Questa accumulazione procede mentre una persona su quattro nel mondo soffre di insicurezza alimentare e la povertà estrema torna ad aumentare in diverse aree del pianeta. La frattura non riguarda più soltanto i redditi: riguarda l’accesso al potere, alla rappresentanza, alla capacità di incidere sulle regole.

Quando la ricchezza governa

Oxfam stima che un miliardario abbia oggi 4.000 volte più probabilità di ricoprire cariche politiche rispetto a un cittadino comune. La sproporzione si estende ai media: sette delle dieci maggiori corporation mediatiche globali hanno proprietari miliardari. La ricchezza diventa infrastruttura di influenza, capace di orientare politiche fiscali, regole di mercato e dibattito pubblico.

Il 2025 offre un esempio plastico di questo intreccio. L’agenda dell’amministrazione di Donald Trump ha combinato tagli fiscali per gli ultra-ricchi, ostilità verso la tassazione internazionale delle multinazionali e resistenze a qualsiasi contenimento del potere monopolistico. Secondo Oxfam, scelte che rafforzano un’élite oligarchica globale e accelerano l’erosione democratica. Non a caso il rischio di arretramento democratico risulta sette volte più elevato nei Paesi con livelli più alti di disuguaglianza economica.
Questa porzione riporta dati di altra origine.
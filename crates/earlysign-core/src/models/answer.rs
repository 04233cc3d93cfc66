use std::collections::BTreeMap;

use serde::{Deserialize, Serialize};
use ts_rs::TS;

/// A respondent's answers, keyed by 0-based question index.
///
/// Serializes as a JSON object with stringified index keys, e.g.
/// `{"0": "always", "3": "rarely"}`. Missing keys are unanswered questions.
#[derive(Debug, Clone, Default, PartialEq, Eq, Serialize, Deserialize, TS)]
#[ts(export)]
pub struct AnswerSet(BTreeMap<usize, String>);

impl AnswerSet {
    pub fn new() -> Self {
        Self::default()
    }

    /// Return a copy with `index` set to `value`, replacing any prior answer.
    ///
    /// No validation happens here; questionnaires validate before calling this.
    pub fn with_answer(&self, index: usize, value: impl Into<String>) -> Self {
        let mut next = self.clone();
        next.0.insert(index, value.into());
        next
    }

    pub fn get(&self, index: usize) -> Option<&str> {
        self.0.get(&index).map(String::as_str)
    }

    pub fn contains(&self, index: usize) -> bool {
        self.0.contains_key(&index)
    }

    pub fn len(&self) -> usize {
        self.0.len()
    }

    pub fn is_empty(&self) -> bool {
        self.0.is_empty()
    }

    /// Answers in ascending index order.
    pub fn iter(&self) -> impl Iterator<Item = (usize, &str)> {
        self.0.iter().map(|(index, value)| (*index, value.as_str()))
    }
}

impl FromIterator<(usize, String)> for AnswerSet {
    fn from_iter<I: IntoIterator<Item = (usize, String)>>(iter: I) -> Self {
        Self(iter.into_iter().collect())
    }
}
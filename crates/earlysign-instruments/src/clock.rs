use jiff::Timestamp;

/// Source of the instant stamped onto a result as `completedAt`.
pub trait Clock {
    fn now(&self) -> Timestamp;
}

/// Wall-clock time.
#[derive(Debug, Clone, Copy, Default)]
pub struct SystemClock;

impl Clock for SystemClock {
    fn now(&self) -> Timestamp {
        Timestamp::now()
    }
}

/// Always returns the same instant. Makes scoring reproducible.
#[derive(Debug, Clone, Copy)]
pub struct FixedClock(pub Timestamp);

impl Clock for FixedClock {
    fn now(&self) -> Timestamp {
        self.0
    }
}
Disuguitalia, la ricchezza che sale e la povertà che resta

L’Italia si muove dentro questa traiettoria. Nel 2025 i miliardari italiani sono diventati 79 e hanno accumulato patrimoni per 307,5 miliardi di euro, con un incremento reale annuo di 54,6 miliardi, pari a 150 milioni di euro al giorno. Nello stesso arco temporale, tra il 2010 e il 2025, la ricchezza nazionale è cresciuta di oltre 2.000 miliardi, ma il 91% dell’incremento è finito nelle mani del 5% più ricco delle famiglie. Alla metà più povera è rimasto il 2,7%.
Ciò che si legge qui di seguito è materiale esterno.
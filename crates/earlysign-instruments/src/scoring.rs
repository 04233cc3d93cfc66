use earlysign_core::models::risk::RiskLevel;

/// `round(100 * total / max)`, halves rounding up, computed in integers.
///
/// A questionnaire whose options are all worth zero has `max == 0`; that
/// scores as 0%. `total` is clamped to `max` so the result never exceeds 100.
pub fn risk_percentage(total: u32, max: u32) -> u8 {
    if max == 0 {
        return 0;
    }
    let total = u64::from(total.min(max));
    let max = u64::from(max);
    let rounded = (200 * total + max) / (2 * max);
    // total <= max bounds this to 100.
    rounded as u8
}

/// Percentage and tier for a raw score.
pub fn classify(total: u32, max: u32) -> (u8, RiskLevel) {
    let percentage = risk_percentage(total, max);
    (percentage, RiskLevel::from_percentage(percentage))
}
Oggi il top 5% detiene circa la metà della ricchezza nazionale, una quota superiore allo stock complessivo posseduto dal 90% delle famiglie meno abbienti. Il rapporto tra il 10% più ricco e la metà più povera continua ad allargarsi: oltre otto a uno, contro poco più di sei quindici anni fa. La forbice cresce, si stabilizza, diventa struttura.
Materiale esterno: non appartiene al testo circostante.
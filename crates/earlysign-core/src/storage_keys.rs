//! Key conventions for the local key-value medium.
//!
//! There is exactly one slot: the most recent assessment result. A new
//! result replaces whatever is stored under it.

/// Slot holding the latest [`AssessmentResult`](crate::models::result::AssessmentResult).
pub const ASSESSMENT_RESULTS: &str = "assessmentResults";

/// File name used by file-backed media for a given key.
pub fn file_name(key: &str) -> String {
    format!("{key}.json")
}
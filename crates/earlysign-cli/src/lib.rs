//! earlysign-cli library root.
//!
//! Re-exports internal modules so that integration tests can exercise the
//! config layer and the prompt flow without going through `main`.

pub mod cli;
pub mod commands;
pub mod config;
pub mod state;
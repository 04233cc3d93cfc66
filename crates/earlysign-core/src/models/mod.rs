pub mod answer;
pub mod question;
pub mod result;
pub mod risk;
pub mod tool;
Lavoro debole, eredità forti

Sul piano sociale i numeri restano inchiodati. Oltre 2,2 milioni di famiglie, per un totale di 5,7 milioni di persone, vivono in povertà assoluta. L’incidenza aumenta tra chi vive in affitto, soprattutto nei grandi centri urbani, dove il costo dell’abitazione può assorbire oltre il 40% del reddito. La crescita occupazionale convive con un mercato del lavoro fragile: contratti intermittenti, bassa qualità dell’occupazione, salari che non recuperano l’inflazione. Tra il 2019 e il 2024 il potere d’acquisto delle retribuzioni contrattuali ha perso 7,1 punti percentuali.

Nel frattempo prende forma una società ereditocratica. Nei prossimi dieci anni in Italia passeranno di mano patrimoni per almeno 2.500 miliardi di euro, in un sistema fiscale che continua a trattare con cautela grandi successioni e grandi patrimoni. Il carico resta concentrato sul lavoro: 49 euro su 100 di entrate fiscali arrivano dai salari, mentre ai profitti ne corrispondono 17. Il risultato è una mobilità sociale sempre più compressa.

Secondo Oxfam, l’azione del governo in carica si inserisce in questa dinamica, con politiche redistributive giudicate insufficienti e un contrasto alla povertà che ha ristretto l’accesso ai sostegni pubblici. I numeri raccontano un Paese in cui la ricchezza corre e la disuguaglianza diventa regola. Prima economica, poi politica. E infine democratica.